─── DATA FOR PROCESSING ───
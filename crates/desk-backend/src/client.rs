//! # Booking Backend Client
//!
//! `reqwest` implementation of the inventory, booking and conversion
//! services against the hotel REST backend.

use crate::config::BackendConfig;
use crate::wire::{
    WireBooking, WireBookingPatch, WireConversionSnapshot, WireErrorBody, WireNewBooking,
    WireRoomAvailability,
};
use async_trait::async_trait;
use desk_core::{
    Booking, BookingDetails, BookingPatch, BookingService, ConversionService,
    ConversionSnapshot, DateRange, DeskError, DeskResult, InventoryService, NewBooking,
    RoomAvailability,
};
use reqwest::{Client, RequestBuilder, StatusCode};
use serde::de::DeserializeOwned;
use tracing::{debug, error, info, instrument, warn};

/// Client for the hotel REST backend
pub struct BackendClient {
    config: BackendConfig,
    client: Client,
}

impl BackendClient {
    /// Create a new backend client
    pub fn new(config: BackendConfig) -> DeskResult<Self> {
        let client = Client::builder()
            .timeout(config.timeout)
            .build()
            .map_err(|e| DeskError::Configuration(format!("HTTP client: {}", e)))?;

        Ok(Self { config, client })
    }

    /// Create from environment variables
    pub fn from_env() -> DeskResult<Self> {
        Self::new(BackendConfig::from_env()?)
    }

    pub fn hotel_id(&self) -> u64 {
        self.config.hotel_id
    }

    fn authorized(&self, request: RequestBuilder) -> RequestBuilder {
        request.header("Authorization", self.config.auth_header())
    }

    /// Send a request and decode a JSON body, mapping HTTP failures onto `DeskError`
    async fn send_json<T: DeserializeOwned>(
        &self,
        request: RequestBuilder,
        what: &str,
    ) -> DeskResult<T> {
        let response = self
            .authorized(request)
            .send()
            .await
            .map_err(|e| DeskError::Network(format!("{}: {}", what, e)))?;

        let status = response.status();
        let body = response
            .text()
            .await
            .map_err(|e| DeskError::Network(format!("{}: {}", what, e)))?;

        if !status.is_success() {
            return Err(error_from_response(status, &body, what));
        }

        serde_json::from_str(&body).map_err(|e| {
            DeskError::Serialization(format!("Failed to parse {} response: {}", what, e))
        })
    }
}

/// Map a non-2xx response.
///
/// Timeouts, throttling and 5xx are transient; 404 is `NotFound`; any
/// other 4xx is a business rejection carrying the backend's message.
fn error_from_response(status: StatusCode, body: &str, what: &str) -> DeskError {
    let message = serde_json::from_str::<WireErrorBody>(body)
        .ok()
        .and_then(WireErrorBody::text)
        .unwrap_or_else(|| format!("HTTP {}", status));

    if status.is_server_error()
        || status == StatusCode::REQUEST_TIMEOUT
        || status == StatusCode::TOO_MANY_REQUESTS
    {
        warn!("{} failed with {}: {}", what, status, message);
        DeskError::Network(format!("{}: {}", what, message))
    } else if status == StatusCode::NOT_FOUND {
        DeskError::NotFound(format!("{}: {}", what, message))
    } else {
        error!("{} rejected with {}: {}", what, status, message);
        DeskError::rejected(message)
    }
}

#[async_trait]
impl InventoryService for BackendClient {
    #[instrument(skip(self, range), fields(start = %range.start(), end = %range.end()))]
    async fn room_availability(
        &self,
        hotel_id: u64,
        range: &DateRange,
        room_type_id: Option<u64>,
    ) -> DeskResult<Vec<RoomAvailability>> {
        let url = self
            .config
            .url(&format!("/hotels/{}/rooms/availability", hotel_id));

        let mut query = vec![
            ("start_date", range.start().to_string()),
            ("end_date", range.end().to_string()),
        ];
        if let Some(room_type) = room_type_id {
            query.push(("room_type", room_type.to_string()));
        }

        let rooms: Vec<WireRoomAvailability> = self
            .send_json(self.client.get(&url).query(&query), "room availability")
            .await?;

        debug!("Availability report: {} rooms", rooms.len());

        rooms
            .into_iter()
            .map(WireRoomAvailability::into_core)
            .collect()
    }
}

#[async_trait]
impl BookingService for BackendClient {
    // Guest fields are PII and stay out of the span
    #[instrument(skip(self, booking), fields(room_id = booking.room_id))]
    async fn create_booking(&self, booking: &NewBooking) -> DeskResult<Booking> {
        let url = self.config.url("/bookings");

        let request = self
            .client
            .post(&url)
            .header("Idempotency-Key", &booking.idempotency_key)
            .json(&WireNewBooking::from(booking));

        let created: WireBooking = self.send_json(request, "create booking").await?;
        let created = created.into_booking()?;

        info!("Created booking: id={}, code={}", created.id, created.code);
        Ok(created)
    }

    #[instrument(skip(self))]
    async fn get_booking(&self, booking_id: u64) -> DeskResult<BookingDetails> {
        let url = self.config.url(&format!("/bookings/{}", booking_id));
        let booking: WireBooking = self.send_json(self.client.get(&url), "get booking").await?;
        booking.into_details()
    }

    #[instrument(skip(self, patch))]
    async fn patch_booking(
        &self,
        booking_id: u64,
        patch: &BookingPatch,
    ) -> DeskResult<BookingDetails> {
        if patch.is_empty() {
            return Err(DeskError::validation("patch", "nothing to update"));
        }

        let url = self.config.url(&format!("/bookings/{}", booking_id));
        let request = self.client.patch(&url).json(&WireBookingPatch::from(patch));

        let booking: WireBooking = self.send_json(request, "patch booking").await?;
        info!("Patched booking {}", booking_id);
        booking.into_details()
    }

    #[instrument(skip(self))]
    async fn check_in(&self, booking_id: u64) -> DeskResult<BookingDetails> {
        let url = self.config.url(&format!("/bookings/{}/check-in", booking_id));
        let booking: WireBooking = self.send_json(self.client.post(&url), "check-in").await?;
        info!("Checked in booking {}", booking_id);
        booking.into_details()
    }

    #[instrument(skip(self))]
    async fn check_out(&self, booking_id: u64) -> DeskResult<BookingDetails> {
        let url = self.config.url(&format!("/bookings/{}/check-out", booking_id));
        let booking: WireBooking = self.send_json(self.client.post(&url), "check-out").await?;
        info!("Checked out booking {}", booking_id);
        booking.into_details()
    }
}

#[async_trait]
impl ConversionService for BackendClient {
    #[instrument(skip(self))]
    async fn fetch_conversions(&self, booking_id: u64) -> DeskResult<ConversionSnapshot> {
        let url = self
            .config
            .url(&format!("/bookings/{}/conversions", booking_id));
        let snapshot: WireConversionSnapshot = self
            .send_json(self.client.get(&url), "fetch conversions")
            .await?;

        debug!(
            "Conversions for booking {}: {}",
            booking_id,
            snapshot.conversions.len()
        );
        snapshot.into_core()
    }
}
───
[WORK TASK]: Could you copy out all the material word for word?

[ANSWER TO THIS TASK]:
filename crates/desk-backend/src/client.rs
//! # Booking Backend Client
//!
//! `reqwest` implementation of the inventory, booking and conversion
//! services against the hotel REST backend.

use crate::config::BackendConfig;
use crate::wire::{
    WireBooking, WireBookingPatch, WireConversionSnapshot, WireErrorBody, WireNewBooking,
    WireRoomAvailability,
};
use async_trait::async_trait;
use desk_core::{
    Booking, BookingDetails, BookingPatch, BookingService, ConversionService,
    ConversionSnapshot, DateRange, DeskError, DeskResult, InventoryService, NewBooking,
    RoomAvailability,
};
use reqwest::{Client, RequestBuilder, StatusCode};
use serde::de::DeserializeOwned;
use tracing::{debug, error, info, instrument, warn};

/// Client for the hotel REST backend
pub struct BackendClient {
    config: BackendConfig,
    client: Client,
}

impl BackendClient {
    /// Create a new backend client
    pub fn new(config: BackendConfig) -> DeskResult<Self> {
        let client = Client::builder()
            .timeout(config.timeout)
            .build()
            .map_err(|e| DeskError::Configuration(format!("HTTP client: {}", e)))?;

        Ok(Self { config, client })
    }

    /// Create from environment variables
    pub fn from_env() -> DeskResult<Self> {
        Self::new(BackendConfig::from_env()?)
    }

    pub fn hotel_id(&self) -> u64 {
        self.config.hotel_id
    }

    fn authorized(&self, request: RequestBuilder) -> RequestBuilder {
        request.header("Authorization", self.config.auth_header())
    }

    /// Send a request and decode a JSON body, mapping HTTP failures onto `DeskError`
    async fn send_json<T: DeserializeOwned>(
        &self,
        request: RequestBuilder,
        what: &str,
    ) -> DeskResult<T> {
        let response = self
            .authorized(request)
            .send()
            .await
            .map_err(|e| DeskError::Network(format!("{}: {}", what, e)))?;

        let status = response.status();
        let body = response
            .text()
            .await
            .map_err(|e| DeskError::Network(format!("{}: {}", what, e)))?;

        if !status.is_success() {
            return Err(error_from_response(status, &body, what));
        }

        serde_json::from_str(&body).map_err(|e| {
            DeskError::Serialization(format!("Failed to parse {} response: {}", what, e))
        })
    }
}

/// Map a non-2xx response.
///
/// Timeouts, throttling and 5xx are transient; 404 is `NotFound`; any
/// other 4xx is a business rejection carrying the backend's message.
fn error_from_response(status: StatusCode, body: &str, what: &str) -> DeskError {
    let message = serde_json::from_str::<WireErrorBody>(body)
        .ok()
        .and_then(WireErrorBody::text)
        .unwrap_or_else(|| format!("HTTP {}", status));

    if status.is_server_error()
        || status == StatusCode::REQUEST_TIMEOUT
        || status == StatusCode::TOO_MANY_REQUESTS
    {
        warn!("{} failed with {}: {}", what, status, message);
        DeskError::Network(format!("{}: {}", what, message))
    } else if status == StatusCode::NOT_FOUND {
        DeskError::NotFound(format!("{}: {}", what, message))
    } else {
        error!("{} rejected with {}: {}", what, status, message);
        DeskError::rejected(message)
    }
}

#[async_trait]
impl InventoryService for BackendClient {
    #[instrument(skip(self, range), fields(start = %range.start(), end = %range.end()))]
    async fn room_availability(
        &self,
        hotel_id: u64,
        range: &DateRange,
        room_type_id: Option<u64>,
    ) -> DeskResult<Vec<RoomAvailability>> {
        let url = self
            .config
            .url(&format!("/hotels/{}/rooms/availability", hotel_id));

        let mut query = vec![
            ("start_date", range.start().to_string()),
            ("end_date", range.end().to_string()),
        ];
        if let Some(room_type) = room_type_id {
            query.push(("room_type", room_type.to_string()));
        }

        let rooms: Vec<WireRoomAvailability> = self
            .send_json(self.client.get(&url).query(&query), "room availability")
            .await?;

        debug!("Availability report: {} rooms", rooms.len());

        rooms
            .into_iter()
            .map(WireRoomAvailability::into_core)
            .collect()
    }
}

#[async_trait]
impl BookingService for BackendClient {
    // Guest fields are PII and stay out of the span
    #[instrument(skip(self, booking), fields(room_id = booking.room_id))]
    async fn create_booking(&self, booking: &NewBooking) -> DeskResult<Booking> {
        let url = self.config.url("/bookings");

        let request = self
            .client
            .post(&url)
            .header("Idempotency-Key", &booking.idempotency_key)
            .json(&WireNewBooking::from(booking));

        let created: WireBooking = self.send_json(request, "create booking").await?;
        let created = created.into_booking()?;

        info!("Created booking: id={}, code={}", created.id, created.code);
        Ok(created)
    }

    #[instrument(skip(self))]
    async fn get_booking(&self, booking_id: u64) -> DeskResult<BookingDetails> {
        let url = self.config.url(&format!("/bookings/{}", booking_id));
        let booking: WireBooking = self.send_json(self.client.get(&url), "get booking").await?;
        booking.into_details()
    }

    #[instrument(skip(self, patch))]
    async fn patch_booking(
        &self,
        booking_id: u64,
        patch: &BookingPatch,
    ) -> DeskResult<BookingDetails> {
        if patch.is_empty() {
            return Err(DeskError::validation("patch", "nothing to update"));
        }

        let url = self.config.url(&format!("/bookings/{}", booking_id));
        let request = self.client.patch(&url).json(&WireBookingPatch::from(patch));

        let booking: WireBooking = self.send_json(request, "patch booking").await?;
        info!("Patched booking {}", booking_id);
        booking.into_details()
    }

    #[instrument(skip(self))]
    async fn check_in(&self, booking_id: u64) -> DeskResult<BookingDetails> {
        let url = self.config.url(&format!("/bookings/{}/check-in", booking_id));
        let booking: WireBooking = self.send_json(self.client.post(&url), "check-in").await?;
        info!("Checked in booking {}", booking_id);
        booking.into_details()
    }

    #[instrument(skip(self))]
    async fn check_out(&self, booking_id: u64) -> DeskResult<BookingDetails> {
        let url = self.config.url(&format!("/bookings/{}/check-out", booking_id));
        let booking: WireBooking = self.send_json(self.client.post(&url), "check-out").await?;
        info!("Checked out booking {}", booking_id);
        booking.into_details()
    }
}

#[async_trait]
impl ConversionService for BackendClient {
    #[instrument(skip(self))]
    async fn fetch_conversions(&self, booking_id: u64) -> DeskResult<ConversionSnapshot> {
        let url = self
            .config
            .url(&format!("/bookings/{}/conversions", booking_id));
        let snapshot: WireConversionSnapshot = self
            .send_json(self.client.get(&url), "fetch conversions")
            .await?;

        debug!(
            "Conversions for booking {}: {}",
            booking_id,
            snapshot.conversions.len()
        );
        snapshot.into_core()
    }
}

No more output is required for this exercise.